Ей хотелось обнять его. Но между ними был стол, заставленный тарелками. Фирменные блинчики и бифштексы, к которым они почти не притронулись…
Глава вторая
Потом она вспоминала и высчитывала. Высчитывала, сколько часов они провели вместе. За три дня не больше десяти часов. Три дня – и ни одного вечера.
Днем их отнимали друг у друга дела, вся их взрослая, реальная жизнь, какой они жили теперь и которая невольно отдаляла их друг от друга. У нее – лекции в институте, у него – совещание. И все же им удавалось выкроить часа два, и они проводили их бестолково, слоняясь по улицам, среди московского шума и суеты, неприкаянные, счастливые и несчастные одновременно.
Потом она думала: можно было прокатиться в речном трамвае по Москве-реке. Погулять на Ленинских горах. Пойти в кино и просто посидеть в полутьме, держась за руки, как сидели когда-то в юности.
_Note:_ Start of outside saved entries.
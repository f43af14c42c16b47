//! Due-date parsing and canonical formatting.

use super::TaskDomainError;
use chrono::NaiveDate;
use serde::{Deserialize, Serialize};
use std::fmt;

/// Calendar due date stored in canonical sortable `YYYY-MM-DD` form.
#[derive(Debug, Clone, Copy, PartialEq, Eq, PartialOrd, Ord, Hash, Serialize, Deserialize)]
#[serde(transparent)]
pub struct DueDate(NaiveDate);

impl DueDate {
    /// Parses user-supplied text in strict `YYYY-MM-DD` form.
    ///
    /// Only zero-padded four-digit-year dates that exist on the proleptic
    /// Gregorian calendar are accepted; locale variants and partial dates
    /// are rejected.
    ///
    /// # Errors
    ///
    /// Returns [`TaskDomainError::InvalidDateFormat`] for any other input.
    pub fn parse(text: &str) -> Result<Self, TaskDomainError> {
        let invalid = || TaskDomainError::InvalidDateFormat(text.to_owned());

        let mut segments = text.split('-');
        let year_segment = segments.next().filter(|s| is_padded_number(s, 4));
        let month_segment = segments.next().filter(|s| is_padded_number(s, 2));
        let day_segment = segments.next().filter(|s| is_padded_number(s, 2));
        if segments.next().is_some() {
            return Err(invalid());
        }
        let (Some(year_text), Some(month_text), Some(day_text)) =
            (year_segment, month_segment, day_segment)
        else {
            return Err(invalid());
        };

        let year: i32 = year_text.parse().map_err(|_| invalid())?;
        let month: u32 = month_text.parse().map_err(|_| invalid())?;
        let day: u32 = day_text.parse().map_err(|_| invalid())?;

        NaiveDate::from_ymd_opt(year, month, day)
            .map(Self)
            .ok_or_else(invalid)
    }

    /// Formats the date back to its canonical `YYYY-MM-DD` form.
    ///
    /// Exact inverse of [`DueDate::parse`]: `parse(format(d)) == d` for
    /// every valid date.
    #[must_use]
    pub fn format(&self) -> String {
        self.0.format("%Y-%m-%d").to_string()
    }

    /// Returns the wrapped calendar date.
    #[must_use]
    pub const fn into_inner(self) -> NaiveDate {
        self.0
    }
}

impl From<NaiveDate> for DueDate {
    fn from(date: NaiveDate) -> Self {
        Self(date)
    }
}

impl fmt::Display for DueDate {
    fn fmt(&self, f: &mut fmt::Formatter<'_>) -> fmt::Result {
        write!(f, "{}", self.format())
    }
}

/// Checks that a segment is exactly `width` ASCII digits.
fn is_padded_number(segment: &str, width: usize) -> bool {
    segment.len() == width && segment.chars().all(|ch| ch.is_ascii_digit())
}
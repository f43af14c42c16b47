//! Task lifecycle management for Taskdeck.
//!
//! This module implements the command-driven task tracker core: creating
//! space-scoped task records, listing and inspecting them, merging
//! partial edits with explicit three-state field updates, transitioning
//! status idempotently to `done` and `deleted`, and maintaining the
//! per-space notification configuration. The module follows hexagonal
//! architecture:
//!
//! - Domain types in [`domain`]
//! - Port contracts in [`ports`]
//! - Adapter implementations in [`adapters`]
//! - Orchestration services in [`services`]

pub mod adapters;
pub mod domain;
pub mod ports;
pub mod services;

#[cfg(test)]
mod tests;
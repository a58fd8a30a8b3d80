//! The resources this provider registers.
//!
//! Add a resource by appending its constructor with
//! [`RegistryBuilder::register`](crate::registry::RegistryBuilder::register).

use crate::registry::{Registry, ResourceRegistry};

/// Build the resource registry.
pub fn resources() -> ResourceRegistry {
    Registry::builder().build()
}
use clap::Parser;
use tracing::error;

use hemmer_provider_puppetca::{
    data_sources::data_sources, init_logging, new_factory, provider_address,
    resources::resources, serve, ServeOptions, PROVIDER_NAME, PROVIDER_VERSION,
};

/// Hemmer provider plugin for the Puppet certificate authority.
///
/// Normally launched by the host, not by hand.
#[derive(Debug, Parser)]
#[command(name = "hemmer-provider-puppetca")]
struct Cli {
    /// Wait for a debugger to attach and print reattach instructions
    #[arg(long)]
    debug: bool,
}

#[tokio::main]
async fn main() {
    let cli = Cli::parse();
    init_logging();

    let factory = new_factory(PROVIDER_NAME, PROVIDER_VERSION, data_sources(), resources());
    let options = ServeOptions::new(provider_address(PROVIDER_NAME)).with_debug(cli.debug);

    if let Err(e) = serve(factory, options).await {
        error!(error = %e, "Provider exited");
        eprintln!("Error: {}", e);
        std::process::exit(1);
    }
}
Потом для нее стали важны и значительны все эти в прошлом незначительные, незаметные для нее улочки, скамейки в скверах и на бульварах, кафе и магазины, где они были вдвоем.
Но все это было потом.
Потом она вспоминала, как они проходили мимо магазина мужской одежды и она предложила зайти и выбрать для него несколько рубашек.
Он согласился и купил две рубашки, одну в клетку, другую в полоску, – те, что она посоветовала ему. Он не очень понимал в таких делах. Олег – тот разбирался. Любил, чтобы воротничок был хорошего покроя. Любил яркие цвета, смелые линии. Любил, чтобы знакомые замечали, как он одет, и одобряли обновку.
Стах не любил, словно смущался говорить об одежде. Купили, и ладно. Рубахи ему пригодятся. Вроде они ничего.
Он не умел заботиться о себе. Или не хотел. Многое из того, что казалось ей достойным внимания, для него было чепухой, пустяком, о котором не стоило говорить.
Он хотел понять, как она живет, и сопоставить ее жизнь со своей. Потом она вспоминала, как они сидели на скамейке в скверике у Большого театра. Когда-то они были в этом театре вместе. На «Лебедином озере». Им дали на вешалке номерок, и как ни вертели они его, получалось шестьдесят девять. Они сидели где-то высоко, ярусе на третьем, вровень с огромной хрустальной люстрой, свисающей с потолка.
Он был в военной форме, которая шла ему, как, впрочем, все, что он носил. Она помнила все, что он носил еще тогда, мальчишкой. Все его рубашки, и матроску, и бекешу, перешитую из отцовской. И дубленый полушубок, и самый запах овчины, о которую любила тереться щекой.
И вот они снова вдвоем. Сидят в скверике у театра.